It made no difference to them that he sobbed in the dark for his mother to come and sing him to sleep,--the happy young mother who had petted and humored him in her own fond American fashion.

They could not understand his speech; more than that, they could not understand him.
Why should he mope alone in the garden with that beseeching look of a lost dog in his big, mournful eyes?
Why should he not play and be happy, like the neighbor's children or the kittens or any other young thing that had life and sunshine?
Brossard snapped his fingers at him sometimes at first, as he would have done to a playful animal; but when Jules drew back, frightened by his foreign speech and rough voice, he began to dislike the timid child.
After awhile he never noticed him except to push him aside or to find fault.
It was from Henri that Jules picked up whatever French he learned, and it was from Henri also that he had received the one awkward caress, and the only one, that his desolate little heart had known in all the five loveless years that he had been with them.
A few months ago Brossard had put him out in the field to keep the goats from straying away from their pasture, two stubborn creatures, whose self-willed wanderings had brought many a scolding down on poor Jules's head.
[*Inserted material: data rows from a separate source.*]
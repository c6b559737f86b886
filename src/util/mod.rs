//! Small helpers shared across gitseek modules (text measurement, browser launch,
//! config parsing).

use unicode_width::{UnicodeWidthChar, UnicodeWidthStr};

pub mod config;

/// What: Count characters (not bytes) in `s`.
#[must_use]
pub fn char_count(s: &str) -> usize {
    s.chars().count()
}

/// What: Convert a character index into a byte index within `s`.
///
/// Inputs:
/// - `s`: Text.
/// - `ci`: Character index; values past the end map to `s.len()`.
///
/// Output:
/// - Byte offset suitable for `String::insert`/`remove`.
#[must_use]
pub fn byte_index_for_char(s: &str, ci: usize) -> usize {
    s.char_indices().nth(ci).map_or(s.len(), |(b, _)| b)
}

/// What: Cut `s` to at most `max_width` terminal columns, appending `…` when cut.
///
/// Inputs:
/// - `s`: Text to fit.
/// - `max_width`: Available columns.
///
/// Output:
/// - `s` unchanged if it fits; otherwise a prefix plus `…` occupying at most `max_width`.
#[must_use]
pub fn truncate_to_width(s: &str, max_width: usize) -> String {
    if s.width() <= max_width {
        return s.to_string();
    }
    if max_width == 0 {
        return String::new();
    }
    let budget = max_width - 1;
    let mut used = 0;
    let mut out = String::new();
    for ch in s.chars() {
        let w = ch.width().unwrap_or(0);
        if used + w > budget {
            break;
        }
        used += w;
        out.push(ch);
    }
    out.push('…');
    out
}

/// What: Greedy word wrap by display width.
///
/// Inputs:
/// - `text`: Text to wrap; runs of whitespace collapse to one space.
/// - `width`: Target line width in columns (at least 1 is assumed).
///
/// Output:
/// - Lines no wider than `width`, except single words longer than `width`,
///   which are hard-cut with [`truncate_to_width`].
#[must_use]
pub fn wrap_words(text: &str, width: usize) -> Vec<String> {
    let width = width.max(1);
    let mut lines = Vec::new();
    let mut line = String::new();
    for word in text.split_whitespace() {
        let word = if word.width() > width {
            truncate_to_width(word, width)
        } else {
            word.to_string()
        };
        let needed = if line.is_empty() {
            word.width()
        } else {
            line.width() + 1 + word.width()
        };
        if needed > width && !line.is_empty() {
            lines.push(std::mem::take(&mut line));
        }
        if !line.is_empty() {
            line.push(' ');
        }
        line.push_str(&word);
    }
    if !line.is_empty() {
        lines.push(line);
    }
    lines
}

/// What: Open a URL in the default browser.
///
/// Inputs:
/// - `url`: URL string to open.
///
/// Output:
/// - No return value; spawns a background process to open the URL.
///
/// Details:
/// - On Windows, uses `cmd /c start`; elsewhere `xdg-open`, falling back to `open` (macOS).
/// - Spawns the command in a background thread and only logs failures.
/// - During tests, this is a no-op to avoid opening real browser windows.
#[cfg_attr(test, allow(unused_variables))]
#[allow(clippy::missing_const_for_fn)]
pub fn open_url(url: &str) {
    #[cfg(not(test))]
    {
        let url = url.to_string();
        tracing::info!(url = %url, "opening in browser");
        std::thread::spawn(move || {
            let quiet = |cmd: &mut std::process::Command| {
                cmd.stdin(std::process::Stdio::null())
                    .stdout(std::process::Stdio::null())
                    .stderr(std::process::Stdio::null())
                    .spawn()
            };
            #[cfg(target_os = "windows")]
            let spawned = quiet(std::process::Command::new("cmd").args(["/c", "start", "", &url]));
            #[cfg(not(target_os = "windows"))]
            let spawned = quiet(std::process::Command::new("xdg-open").arg(&url))
                .or_else(|_| quiet(std::process::Command::new("open").arg(&url)));
            if let Err(e) = spawned {
                tracing::warn!(url = %url, error = %e, "failed to launch browser");
            }
        });
    }
}
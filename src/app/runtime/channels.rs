use std::sync::Arc;
use std::sync::atomic::AtomicBool;

use crossterm::event::Event as CEvent;
use tokio::sync::mpsc;

use crate::sources::SearchClient;
use crate::state::{QueryInput, SearchOutcome};

use super::workers::search::spawn_search_worker;

/// What: Channel definitions for runtime communication.
///
/// Details:
/// - Senders and receivers used between the event loop, the terminal input
///   thread, the tick worker and the search worker.
pub struct Channels {
    /// Terminal input from the reader thread.
    pub event_tx: mpsc::UnboundedSender<CEvent>,
    /// Receiving end of terminal input.
    pub event_rx: mpsc::UnboundedReceiver<CEvent>,
    /// Set on exit so the reader thread stops polling.
    pub event_thread_cancelled: Arc<AtomicBool>,
    /// Search requests consumed by the search worker.
    pub query_tx: mpsc::UnboundedSender<QueryInput>,
    /// Search outcomes tagged with the id of their request.
    pub outcome_rx: mpsc::UnboundedReceiver<SearchOutcome>,
    /// Animation/redraw ticks.
    pub tick_tx: mpsc::UnboundedSender<()>,
    /// Receiving end of ticks.
    pub tick_rx: mpsc::UnboundedReceiver<()>,
}

impl Channels {
    /// What: Create all channels and start the search worker.
    ///
    /// Inputs:
    /// - `client`: HTTP client bound to the configured endpoint.
    ///
    /// Output:
    /// - `Channels` ready for the event loop.
    ///
    /// Details:
    /// - Must be called from within the Tokio runtime (spawns the search worker).
    pub fn new(client: SearchClient) -> Self {
        let (event_tx, event_rx) = mpsc::unbounded_channel::<CEvent>();
        let (query_tx, query_rx) = mpsc::unbounded_channel::<QueryInput>();
        let (outcome_tx, outcome_rx) = mpsc::unbounded_channel::<SearchOutcome>();
        let (tick_tx, tick_rx) = mpsc::unbounded_channel::<()>();

        spawn_search_worker(client, query_rx, outcome_tx);

        Self {
            event_tx,
            event_rx,
            event_thread_cancelled: Arc::new(AtomicBool::new(false)),
            query_tx,
            outcome_rx,
            tick_tx,
            tick_rx,
        }
    }
}
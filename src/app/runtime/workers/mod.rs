/// Repository search worker.
pub mod search;
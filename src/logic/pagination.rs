//! Pagination window arithmetic for the page-button bar.

use std::ops::RangeInclusive;

use crate::state::PageButton;

/// Maximum number of numbered page buttons shown at once.
pub const MAX_VISIBLE_PAGES: u32 = 5;

/// What: Compute the numbered pages to show around `current`.
///
/// Inputs:
/// - `current`: 1-based current page.
/// - `total_pages`: Number of pages (0 when there are no results).
///
/// Output:
/// - Inclusive range of page numbers; empty when `total_pages` is 0.
///
/// Details:
/// - Starts two pages before `current`, clamped to 1, and spans up to
///   [`MAX_VISIBLE_PAGES`]. Near the upper bound the start is pulled back so the
///   window keeps its full width whenever `total_pages >= MAX_VISIBLE_PAGES`.
#[must_use]
pub fn page_window(current: u32, total_pages: u32) -> RangeInclusive<u32> {
    if total_pages == 0 {
        return 1..=0;
    }
    let half = MAX_VISIBLE_PAGES / 2;
    let mut start = current.saturating_sub(half).max(1);
    let end = total_pages.min(start.saturating_add(MAX_VISIBLE_PAGES - 1));
    if end.saturating_sub(start) < MAX_VISIBLE_PAGES - 1 {
        start = end.saturating_sub(MAX_VISIBLE_PAGES - 1).max(1);
    }
    start..=end
}

/// Everything the renderer needs to draw the pagination bar.
#[derive(Clone, Debug, PartialEq, Eq)]
pub struct PaginationView {
    /// Buttons in display order: Previous, numbered pages, Next.
    pub buttons: Vec<PageButton>,
    /// Page rendered as active.
    pub current: u32,
    /// Whether Previous is clickable.
    pub prev_enabled: bool,
    /// Whether Next is clickable.
    pub next_enabled: bool,
}

impl PaginationView {
    /// Numbered pages only, in order.
    #[must_use]
    pub fn pages(&self) -> Vec<u32> {
        self.buttons
            .iter()
            .filter_map(|b| match b {
                PageButton::Page(n) => Some(*n),
                _ => None,
            })
            .collect()
    }

    /// Whether `button` would do anything when activated.
    #[must_use]
    pub fn is_enabled(&self, button: PageButton) -> bool {
        match button {
            PageButton::Previous => self.prev_enabled,
            PageButton::Next => self.next_enabled,
            PageButton::Page(n) => n != self.current,
        }
    }
}

/// What: Build the pagination bar for the given position.
///
/// Inputs:
/// - `current`: 1-based current page.
/// - `total_pages`: Number of pages.
///
/// Output:
/// - `None` when there is at most one page (the bar is hidden); otherwise the bar.
#[must_use]
pub fn pagination_view(current: u32, total_pages: u32) -> Option<PaginationView> {
    if total_pages <= 1 {
        return None;
    }
    let mut buttons = vec![PageButton::Previous];
    buttons.extend(page_window(current, total_pages).map(PageButton::Page));
    buttons.push(PageButton::Next);
    Some(PaginationView {
        buttons,
        current,
        prev_enabled: current > 1,
        next_enabled: current < total_pages,
    })
}
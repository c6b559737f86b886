//! Modularized state module.
//!
//! `app_state` holds the single mutable [`AppState`] owned by the event loop;
//! `types` holds the value types exchanged with the search worker.

pub mod app_state;
pub mod types;

pub use app_state::AppState;
pub use types::{
    BodyView, Focus, Owner, PageButton, QueryInput, Repository, SearchOutcome, SearchResponse,
};
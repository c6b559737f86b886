use std::sync::Arc;
use std::sync::atomic::{AtomicBool, Ordering};
use std::time::Duration;

use crossterm::event::Event as CEvent;
use tokio::sync::mpsc;

/// Interval between spinner/redraw ticks.
const TICK_MS: u64 = 100;

/// What: Spawn the tick worker that drives spinner animation.
///
/// Inputs:
/// - `tick_tx`: Channel sender for ticks.
///
/// Details:
/// - Stops once the event loop drops the receiver.
pub fn spawn_tick_worker(tick_tx: mpsc::UnboundedSender<()>) {
    tokio::spawn(async move {
        let mut interval = tokio::time::interval(Duration::from_millis(TICK_MS));
        loop {
            interval.tick().await;
            if tick_tx.send(()).is_err() {
                break;
            }
        }
    });
}

/// What: Spawn event reading thread for terminal input.
///
/// Inputs:
/// - `headless`: When `true`, skip spawning the thread
/// - `event_tx`: Channel sender for terminal events
/// - `event_thread_cancelled`: Atomic flag to signal thread cancellation
///
/// Details:
/// - Polls with a 50ms timeout so the cancellation flag is noticed promptly
/// - Exits when the flag is set or the receiver is gone
pub fn spawn_event_thread(
    headless: bool,
    event_tx: mpsc::UnboundedSender<CEvent>,
    event_thread_cancelled: Arc<AtomicBool>,
) {
    if headless {
        return;
    }
    std::thread::spawn(move || {
        while !event_thread_cancelled.load(Ordering::Relaxed) {
            match crossterm::event::poll(Duration::from_millis(50)) {
                Ok(true) => match crossterm::event::read() {
                    Ok(ev) => {
                        if event_thread_cancelled.load(Ordering::Relaxed)
                            || event_tx.send(ev).is_err()
                        {
                            break;
                        }
                    }
                    Err(e) => tracing::debug!(error = %e, "terminal read failed"),
                },
                Ok(false) => {}
                Err(e) => tracing::debug!(error = %e, "terminal poll failed"),
            }
        }
        tracing::debug!("event thread exiting");
    });
}
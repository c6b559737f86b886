//! Minimal one-shot HTTP server for exercising the search client offline.

use tokio::io::{AsyncReadExt, AsyncWriteExt};
use tokio::net::TcpListener;
use tokio::sync::oneshot;

/// Handle to a stub that answers exactly one request.
pub struct Stub {
    /// Search endpoint URL pointing at the stub.
    pub url: String,
    /// Resolves to the request line (`GET /path?query HTTP/1.1`) once served.
    pub request_line: oneshot::Receiver<String>,
}

/// What: Bind a local listener that replies once with `status` and `body`.
///
/// Inputs:
/// - `status`: Status line tail, e.g. `"403 Forbidden"`.
/// - `body`: Response body sent as JSON.
///
/// Output:
/// - [`Stub`] with the endpoint URL and a receiver for the observed request line.
pub async fn serve_once(status: &str, body: &str) -> Stub {
    let listener = TcpListener::bind("127.0.0.1:0").await.expect("bind stub");
    let addr = listener.local_addr().expect("stub addr");
    let response = format!(
        "HTTP/1.1 {status}\r\nContent-Type: application/json\r\nContent-Length: {}\r\nConnection: close\r\n\r\n{body}",
        body.len()
    );
    let (tx, rx) = oneshot::channel();
    tokio::spawn(async move {
        let Ok((mut socket, _)) = listener.accept().await else {
            return;
        };
        let mut raw = Vec::new();
        let mut buf = [0u8; 1024];
        while !raw.windows(4).any(|w| w == b"\r\n\r\n") {
            match socket.read(&mut buf).await {
                Ok(0) | Err(_) => break,
                Ok(n) => raw.extend_from_slice(&buf[..n]),
            }
        }
        let text = String::from_utf8_lossy(&raw);
        let line = text.lines().next().unwrap_or_default().to_string();
        let _ = socket.write_all(response.as_bytes()).await;
        let _ = socket.shutdown().await;
        let _ = tx.send(line);
    });
    Stub {
        url: format!("http://{addr}/search/repositories"),
        request_line: rx,
    }
}

/// Search envelope with `n` items and the given total.
pub fn envelope(total: u64, n: u64) -> String {
    let items: Vec<String> = (1..=n)
        .map(|i| {
            format!(
                r#"{{"id":{i},"name":"repo{i}","full_name":"owner/repo{i}","description":null,"html_url":"https://github.com/owner/repo{i}","stargazers_count":{stars},"forks_count":3,"watchers_count":{stars},"language":"Rust","updated_at":"2024-03-05T10:00:00Z","owner":{{"login":"owner","avatar_url":"https://avatars.example/u/1","html_url":"https://github.com/owner"}}}}"#,
                stars = 1000 - i
            )
        })
        .collect();
    format!(
        r#"{{"total_count":{total},"incomplete_results":false,"items":[{}]}}"#,
        items.join(",")
    )
}
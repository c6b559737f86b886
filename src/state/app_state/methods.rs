//! State transitions on `AppState` that do not involve channels.

use super::AppState;
use super::constants::{ITEMS_PER_PAGE, recent_capacity};
use crate::sources::FetchError;
use crate::state::types::{BodyView, Repository, SearchResponse};

impl AppState {
    /// What: Number of pages implied by `total_count`.
    ///
    /// Output:
    /// - `ceil(total_count / ITEMS_PER_PAGE)`, saturating at `u32::MAX`.
    #[must_use]
    pub fn total_pages(&self) -> u32 {
        let pages = self.total_count.div_ceil(u64::from(ITEMS_PER_PAGE));
        u32::try_from(pages).unwrap_or(u32::MAX)
    }

    /// What: Decide which body branch to render.
    ///
    /// Output:
    /// - The single [`BodyView`] matching the current state.
    ///
    /// Details:
    /// - Loading wins over error, error wins over the empty-result message.
    /// - "No results" requires a committed term so the initial screen stays idle.
    #[must_use]
    pub fn body_view(&self) -> BodyView {
        if self.loading {
            BodyView::Loading
        } else if !self.error.is_empty() {
            BodyView::Error
        } else if !self.repositories.is_empty() {
            BodyView::Results
        } else if self.search_term.is_empty() {
            BodyView::Idle
        } else {
            BodyView::NoResults
        }
    }

    /// Repository under the selection cursor, if any.
    #[must_use]
    pub fn selected_repository(&self) -> Option<&Repository> {
        self.repositories.get(self.selected)
    }

    /// What: Drop the current page of results and its total.
    ///
    /// Details:
    /// - Also resets the selection so the list never points past its end.
    pub fn reset_results(&mut self) {
        self.repositories.clear();
        self.total_count = 0;
        self.incomplete_results = false;
        self.card_heights.clear();
        self.selected = 0;
        self.list_state.select(None);
    }

    /// What: Apply a successful response for the latest query.
    ///
    /// Inputs:
    /// - `response`: Parsed envelope.
    ///
    /// Details:
    /// - Clears `loading`, leaves `error` empty, selects the first card.
    pub fn apply_response(&mut self, response: SearchResponse) {
        self.loading = false;
        self.error.clear();
        self.repositories = response.items;
        self.total_count = response.total_count;
        self.incomplete_results = response.incomplete_results;
        self.card_heights.clear();
        self.selected = 0;
        self.list_state.select(if self.repositories.is_empty() {
            None
        } else {
            Some(0)
        });
    }

    /// What: Apply a failed outcome for the latest query.
    ///
    /// Inputs:
    /// - `err`: Failure reported by the fetch adapter.
    ///
    /// Details:
    /// - Results and total are reset; the error's display text becomes the banner.
    pub fn apply_failure(&mut self, err: &FetchError) {
        self.loading = false;
        self.reset_results();
        self.error = err.to_string();
    }

    /// What: Move the results cursor by `delta`, clamped to the list bounds.
    ///
    /// Inputs:
    /// - `delta`: Signed step; negative moves up.
    pub fn move_selection(&mut self, delta: isize) {
        if self.repositories.is_empty() {
            return;
        }
        let last = self.repositories.len() - 1;
        self.selected = self.selected.saturating_add_signed(delta).min(last);
        self.list_state.select(Some(self.selected));
    }

    /// What: Record a committed term in the in-memory recent list.
    ///
    /// Inputs:
    /// - `term`: Term as committed.
    ///
    /// Details:
    /// - Keyed case-insensitively on the trimmed text so "Rust" and "rust " collapse.
    pub fn remember_term(&mut self, term: &str) {
        let value = term.trim().to_string();
        if value.is_empty() {
            return;
        }
        self.recent.resize(recent_capacity());
        self.recent.put(value.to_lowercase(), value);
        self.history_cursor = None;
    }

    /// Recent committed terms, most recent first.
    #[must_use]
    pub fn recent_terms(&self) -> Vec<String> {
        self.recent.iter().map(|(_, v)| v.clone()).collect()
    }
}
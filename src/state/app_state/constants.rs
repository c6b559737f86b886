//! Constants for `AppState`.

use std::num::NonZeroUsize;

/// Maximum number of recent searches to retain (most-recent-first).
pub const RECENT_CAPACITY: usize = 20;

/// Results requested per page (`per_page` query parameter).
pub const ITEMS_PER_PAGE: u32 = 10;

/// Number of results the search API will page through before refusing.
///
/// Only used for the advisory note in the summary line.
pub const API_RESULT_CAP: u64 = 1000;

/// Default word limit for card descriptions.
pub const DEFAULT_MAX_DESCRIPTION_WORDS: usize = 50;

/// What: Provide the non-zero capacity used by the LRU recent cache.
///
/// Inputs: None.
///
/// Output:
/// - Non-zero capacity for the recent LRU cache.
///
/// Details:
/// - Uses a const unchecked constructor because the capacity constant is guaranteed
///   to be greater than zero.
#[must_use]
pub const fn recent_capacity() -> NonZeroUsize {
    // SAFETY: `RECENT_CAPACITY` is a non-zero constant.
    unsafe { NonZeroUsize::new_unchecked(RECENT_CAPACITY) }
}
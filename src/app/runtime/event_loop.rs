use ratatui::Terminal;
use tokio::select;

use crate::state::AppState;
use crate::ui::ui;

use super::channels::Channels;
use super::handlers::{handle_search_outcome, handle_tick};

/// What: Process one iteration of channel message handling.
///
/// Inputs:
/// - `app`: Application state
/// - `channels`: Communication channels for background workers
///
/// Output: `true` if the event loop should exit, `false` to continue
async fn process_channel_messages(app: &mut AppState, channels: &mut Channels) -> bool {
    select! {
        Some(ev) = channels.event_rx.recv() => {
            crate::events::handle_event(ev, app, &channels.query_tx)
        }
        Some(outcome) = channels.outcome_rx.recv() => {
            handle_search_outcome(app, outcome);
            false
        }
        Some(()) = channels.tick_rx.recv() => {
            handle_tick(app);
            false
        }
        else => true
    }
}

/// What: Run the main event loop, rendering the UI between messages.
///
/// Inputs:
/// - `terminal`: Optional terminal for rendering (None in headless mode)
/// - `app`: Application state
/// - `channels`: Communication channels for background workers
/// - `headless`: Exit once no request is in flight instead of waiting for input
///
/// Details:
/// - Exits when an event handler returns true (quit key) or every channel has closed.
pub async fn run_event_loop(
    terminal: &mut Option<Terminal<ratatui::backend::CrosstermBackend<std::io::Stdout>>>,
    app: &mut AppState,
    channels: &mut Channels,
    headless: bool,
) {
    loop {
        if let Some(t) = terminal.as_mut()
            && let Err(e) = t.draw(|f| ui(f, app))
        {
            tracing::warn!(error = %e, "draw failed");
        }
        if headless && !app.loading {
            break;
        }
        if process_channel_messages(app, channels).await {
            break;
        }
    }
}
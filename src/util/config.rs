//! `key = value` configuration file parsing shared by settings and theme loading.

/// What: Check if a line should be skipped (empty or comment).
///
/// Inputs:
/// - `line`: Line to check
///
/// Output:
/// - `true` if the line should be skipped, `false` otherwise
///
/// Details:
/// - Skips empty lines and lines starting with `#`, `//`, or `;`
#[must_use]
pub fn skip_comment_or_empty(line: &str) -> bool {
    let trimmed = line.trim();
    trimmed.is_empty()
        || trimmed.starts_with('#')
        || trimmed.starts_with("//")
        || trimmed.starts_with(';')
}

/// What: Remove a trailing ` # comment` from a value.
///
/// Inputs:
/// - `value`: Raw value text after `=`.
///
/// Output:
/// - Trimmed value without the comment.
///
/// Details:
/// - Leading whitespace is dropped first; a `#` then only starts a comment when
///   preceded by whitespace, so `#RRGGBB` colors and URLs with fragments survive.
#[must_use]
pub fn strip_inline_comment(value: &str) -> &str {
    let value = value.trim_start();
    let bytes = value.as_bytes();
    let cut = bytes
        .iter()
        .enumerate()
        .skip(1)
        .find(|&(i, &b)| b == b'#' && bytes[i - 1].is_ascii_whitespace())
        .map_or(value.len(), |(i, _)| i);
    value[..cut].trim()
}

/// What: Normalize a key so `Show-Keybinds.Footer` and `show_keybinds_footer` match.
#[must_use]
pub fn normalize_key(raw: &str) -> String {
    raw.trim().to_lowercase().replace(['.', '-', ' '], "_")
}

/// What: Iterate the `key = value` entries of a config file.
///
/// Inputs:
/// - `content`: Whole file text.
///
/// Output:
/// - `(line_number, normalized_key, value)` for each entry, 1-based line numbers.
///
/// Details:
/// - Splits on the first `=`; lines without one and comment lines are skipped.
pub fn config_entries(content: &str) -> impl Iterator<Item = (usize, String, String)> + '_ {
    content.lines().enumerate().filter_map(|(idx, line)| {
        if skip_comment_or_empty(line) {
            return None;
        }
        let (key, value) = line.split_once('=')?;
        Some((
            idx + 1,
            normalize_key(key),
            strip_inline_comment(value).to_string(),
        ))
    })
}
//! Library entry for gitseek exposing core logic for integration tests.

pub mod app;
pub mod args;
pub mod events;
pub mod logic;
pub mod sources;
pub mod state;
pub mod theme;
pub mod ui;
pub mod util;
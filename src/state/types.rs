//! Core value types used by gitseek state.

use serde::Deserialize;

use crate::sources::FetchError;

/// Owner block embedded in every repository search hit.
#[derive(Clone, Debug, Default, PartialEq, Eq, Deserialize)]
pub struct Owner {
    /// Account login (user or organization).
    pub login: String,
    /// Avatar image URL.
    pub avatar_url: String,
    /// Profile page URL.
    pub html_url: String,
}

/// Repository summary as returned by the search API.
///
/// Immutable snapshot; fields the card does not render are simply not
/// deserialized.
#[derive(Clone, Debug, Default, PartialEq, Eq, Deserialize)]
pub struct Repository {
    /// Unique numeric identifier.
    pub id: u64,
    /// Short repository name (e.g., "ratatui").
    pub name: String,
    /// Owner-qualified name (e.g., "ratatui/ratatui").
    pub full_name: String,
    /// Free-form description, absent for many repositories.
    #[serde(default)]
    pub description: Option<String>,
    /// Canonical web URL.
    pub html_url: String,
    /// Star count.
    pub stargazers_count: u64,
    /// Fork count.
    pub forks_count: u64,
    /// Watcher count.
    pub watchers_count: u64,
    /// Primary language, when detected.
    #[serde(default)]
    pub language: Option<String>,
    /// Last update timestamp in ISO-8601 form.
    pub updated_at: String,
    /// Owning account.
    pub owner: Owner,
}

/// Envelope wrapping one page of search hits.
#[derive(Clone, Debug, Default, PartialEq, Eq, Deserialize)]
pub struct SearchResponse {
    /// Total number of matches known to the API; may exceed `items.len()`.
    pub total_count: u64,
    /// Whether the API timed out before collecting every match.
    #[serde(default)]
    pub incomplete_results: bool,
    /// Hits for the requested page, most-starred first.
    pub items: Vec<Repository>,
}

/// Search request sent to the background search worker.
#[derive(Clone, Debug, PartialEq, Eq)]
pub struct QueryInput {
    /// Monotonic identifier used to correlate responses.
    pub id: u64,
    /// Committed search term, exactly as typed.
    pub term: String,
    /// 1-based page number.
    pub page: u32,
}

/// Outcome corresponding to a prior [`QueryInput`].
#[derive(Debug)]
pub struct SearchOutcome {
    /// Echoed identifier from the originating query.
    pub id: u64,
    /// Parsed page or the failure that prevented it.
    pub result: Result<SearchResponse, FetchError>,
}

/// Which part of the screen receives keyboard input.
#[derive(Clone, Copy, Debug, Default, PartialEq, Eq)]
pub enum Focus {
    /// Typing edits the search input.
    #[default]
    Search,
    /// Arrow keys move through result cards and pages.
    Results,
}

/// Mutually exclusive body states, derived from [`crate::state::AppState`].
#[derive(Clone, Copy, Debug, PartialEq, Eq)]
pub enum BodyView {
    /// Nothing has been searched yet.
    Idle,
    /// A request for the latest query is in flight.
    Loading,
    /// The latest request failed.
    Error,
    /// The latest request succeeded with zero hits.
    NoResults,
    /// Result cards (and pagination when there are several pages).
    Results,
}

/// Clickable element of the pagination control.
#[derive(Clone, Copy, Debug, PartialEq, Eq)]
pub enum PageButton {
    /// Step back one page.
    Previous,
    /// Jump to the given 1-based page.
    Page(u32),
    /// Step forward one page.
    Next,
}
To-night he was unusually unfortunate, for added to the weary chase they had led him was this stern command that he should go to bed without his supper.
He was about to pass into the house, shivering and hungry, when Henri put his head out at the window.

"Brossard," he called, "there isn't enough bread for supper; there's just this dry end of a loaf.

You should have bought as I told you, when the baker's cart stopped here this morning." Brossard slowly measured the bit of hard, black bread with his eye, and, seeing that there was not half enough to satisfy the appetites of two hungry men, he grudgingly drew a franc from his pocket.
"Here, Jules," he called.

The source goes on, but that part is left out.